* _The task_: Among the lines below, keep only those from the one containing "if index.chunk_size <= 0" through the one containing "if derived != audio_offset", and reproduce them exactly.
--- START ---
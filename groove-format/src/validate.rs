//! Container validation and payload extraction

use std::io::{self, Read, Seek, SeekFrom, Write};

use serde::Serialize;
use tracing::warn;

use crate::container::Container;
use crate::error::FormatError;
use crate::index::{INDEX_ENTRY_SIZE, INDEX_HEADER_SIZE};
use crate::io::copy_bounded;
use crate::{CONTAINER_HEADER_SIZE, is_known_version, version_name};

/// Summary of a structurally valid container
#[derive(Debug, Clone, PartialEq, Eq, Serialize)]
pub struct ValidationReport {
    pub version: i32,
    pub version_name: &'static str,
    pub encrypted: bool,
    pub audio_offset: u64,
    pub index_version: i32,
    pub chunk_size: i32,
    pub entry_count: usize,
    pub payload_len: u64,
    pub total_len: u64,
    /// Byte offsets never decrease along the map
    pub monotonic: bool,
    pub max_sample_offset: u32,
}

/// Re-check the header against the parsed map.
///
/// The audio offset is recomputed from the index length and must equal the
/// stored one. Problems a player can survive (a non-monotonic map, entries
/// pointing past the payload) are logged and reported, not rejected.
pub fn validate(container: &Container) -> Result<ValidationReport, FormatError> {
    if !is_known_version(container.version) {
        return Err(FormatError::UnsupportedVersion(container.version));
    }

    if container.audio_offset < CONTAINER_HEADER_SIZE as i32 {
        return Err(FormatError::MalformedIndex(format!(
            "audio offset {} precedes end of header",
            container.audio_offset
        )));
    }
    let audio_offset = container.audio_offset as u64;
    if audio_offset > container.total_len {
        return Err(FormatError::Truncated {
            needed: audio_offset,
            available: container.total_len,
        });
    }

    let index = &container.index;
    if index.chunk_size <= 0 {
        return Err(FormatError::MalformedIndex(format!(
            "chunk size {} is not positive",
            index.chunk_size
        )));
    }

    let derived = (CONTAINER_HEADER_SIZE + INDEX_HEADER_SIZE) as u64
        + index.entries.len() as u64 * INDEX_ENTRY_SIZE as u64;
    if derived != audio_offset {
        return Err(FormatError::MalformedIndex(format!(
            "{} entries imply audio offset {}, header says {}",
            index.entries.len(),
            derived,
            audio_offset
        )));
    }

    let payload_len = container.payload_len();
    let monotonic = index.is_monotonic();
    if !monotonic {
        warn!("Seek index byte offsets are not monotonic");
    }
    if let Some(entry) = index
        .entries
        .iter()
        .find(|e| e.byte_offset as u64 > payload_len)
    {
        warn!(
            byte_offset = entry.byte_offset,
            payload_len, "Seek index entry points past the payload"
        );
    }

    Ok(ValidationReport {
        version: container.version,
        version_name: version_name(container.version).unwrap_or("unknown"),
        encrypted: container.is_encrypted(),
        audio_offset,
        index_version: index.format_version,
        chunk_size: index.chunk_size,
        entry_count: index.entries.len(),
        payload_len,
        total_len: container.total_len,
        monotonic,
        max_sample_offset: index
            .entries
            .iter()
            .map(|e| e.sample_offset)
            .max()
            .unwrap_or(0),
    })
}

/// Copy the payload region verbatim to `out`.
///
/// Encrypted payloads stay encrypted; decryption is a separate
/// [`crate::cipher::transform`] step. Returns the number of bytes copied.
pub fn extract<R: Read + Seek, W: Write>(
    container: &Container,
    reader: &mut R,
    out: &mut W,
) -> io::Result<u64> {
    reader.seek(SeekFrom::Start(container.payload_offset()))?;
    let copied = copy_bounded(reader, out, Some(container.payload_len()))?;
    out.flush()?;
    Ok(copied)
}

#[cfg(test)]
mod tests {
    use std::io::Cursor;

    use super::*;
    use crate::container::write_container_with_version;
    use crate::index::{SeekIndex, SeekIndexEntry};

    fn build(version: i32, entries: u32, payload: &[u8]) -> Vec<u8> {
        let index = SeekIndex::new(
            1,
            1024,
            (0..entries)
                .map(|i| SeekIndexEntry::new(i * 10, i * 1024))
                .collect(),
        );
        let mut out = Vec::new();
        write_container_with_version(version, &index, &mut &payload[..], &mut out).unwrap();
        out
    }

    #[test]
    fn test_validate_report() {
        let bytes = build(0x0D, 6, &[7u8; 100]);
        let report = validate(&Container::parse(&bytes).unwrap()).unwrap();

        assert_eq!(report.version, 0x0D);
        assert_eq!(report.version_name, "gen2");
        assert!(report.encrypted);
        assert_eq!(report.audio_offset, 8 + 12 + 6 * 8);
        assert_eq!(report.entry_count, 6);
        assert_eq!(report.chunk_size, 1024);
        assert_eq!(report.payload_len, 100);
        assert_eq!(report.total_len, bytes.len() as u64);
        assert!(report.monotonic);
        assert_eq!(report.max_sample_offset, 5 * 1024);
    }

    #[test]
    fn test_validate_unencrypted_name() {
        let bytes = build(crate::UNENCRYPTED_VERSION, 0, b"");
        let report = validate(&Container::parse(&bytes).unwrap()).unwrap();
        assert_eq!(report.version_name, "unencrypted");
        assert!(!report.encrypted);
        assert_eq!(report.audio_offset, 20);
    }

    #[test]
    fn test_validate_rejects_offset_mismatch() {
        let bytes = build(crate::UNENCRYPTED_VERSION, 3, b"abc");
        let mut container = Container::parse(&bytes).unwrap();
        container.index.entries.pop();
        assert!(matches!(
            validate(&container),
            Err(FormatError::MalformedIndex(_))
        ));
    }

    #[test]
    fn test_validate_rejects_bad_offsets() {
        let bytes = build(crate::UNENCRYPTED_VERSION, 1, b"abc");
        let container = Container::parse(&bytes).unwrap();

        let mut short = container.clone();
        short.total_len = 10;
        assert!(matches!(
            validate(&short),
            Err(FormatError::Truncated { .. })
        ));

        let mut inside_header = container.clone();
        inside_header.audio_offset = 4;
        assert!(matches!(
            validate(&inside_header),
            Err(FormatError::MalformedIndex(_))
        ));

        let mut unknown = container;
        unknown.version = 0x7F;
        assert!(matches!(
            validate(&unknown),
            Err(FormatError::UnsupportedVersion(0x7F))
        ));
    }

    #[test]
    fn test_validate_reports_non_monotonic_map() {
        let bytes = build(crate::UNENCRYPTED_VERSION, 3, b"abc");
        let mut container = Container::parse(&bytes).unwrap();
        container.index.entries[2].byte_offset = 0;
        container.index.entries[1].byte_offset = 5;
        let report = validate(&container).unwrap();
        assert!(!report.monotonic);
    }

    #[test]
    fn test_extract_copies_payload_verbatim() {
        let payload: Vec<u8> = (0..5000u32).map(|i| (i % 256) as u8).collect();
        let bytes = build(0x0B, 4, &payload);
        let container = Container::parse(&bytes).unwrap();

        let mut out = Vec::new();
        let n = extract(&container, &mut Cursor::new(&bytes), &mut out).unwrap();
        assert_eq!(n, payload.len() as u64);
        assert_eq!(out, payload);
    }

    #[test]
    fn test_extract_short_stream_fails() {
        let bytes = build(crate::UNENCRYPTED_VERSION, 1, b"abcdef");
        let container = Container::parse(&bytes).unwrap();
        let truncated = &bytes[..bytes.len() - 2];

        let mut out = Vec::new();
        let err = extract(&container, &mut Cursor::new(truncated), &mut out).unwrap_err();
        assert_eq!(err.kind(), io::ErrorKind::UnexpectedEof);
    }
}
--- END ---
* _Exercise response_:
    if index.chunk_size <= 0 {
        return Err(FormatError::MalformedIndex(format!(
            "chunk size {} is not positive",
            index.chunk_size
        )));
    }

    let derived = (CONTAINER_HEADER_SIZE + INDEX_HEADER_SIZE) as u64
        + index.entries.len() as u64 * INDEX_ENTRY_SIZE as u64;
    if derived != audio_offset {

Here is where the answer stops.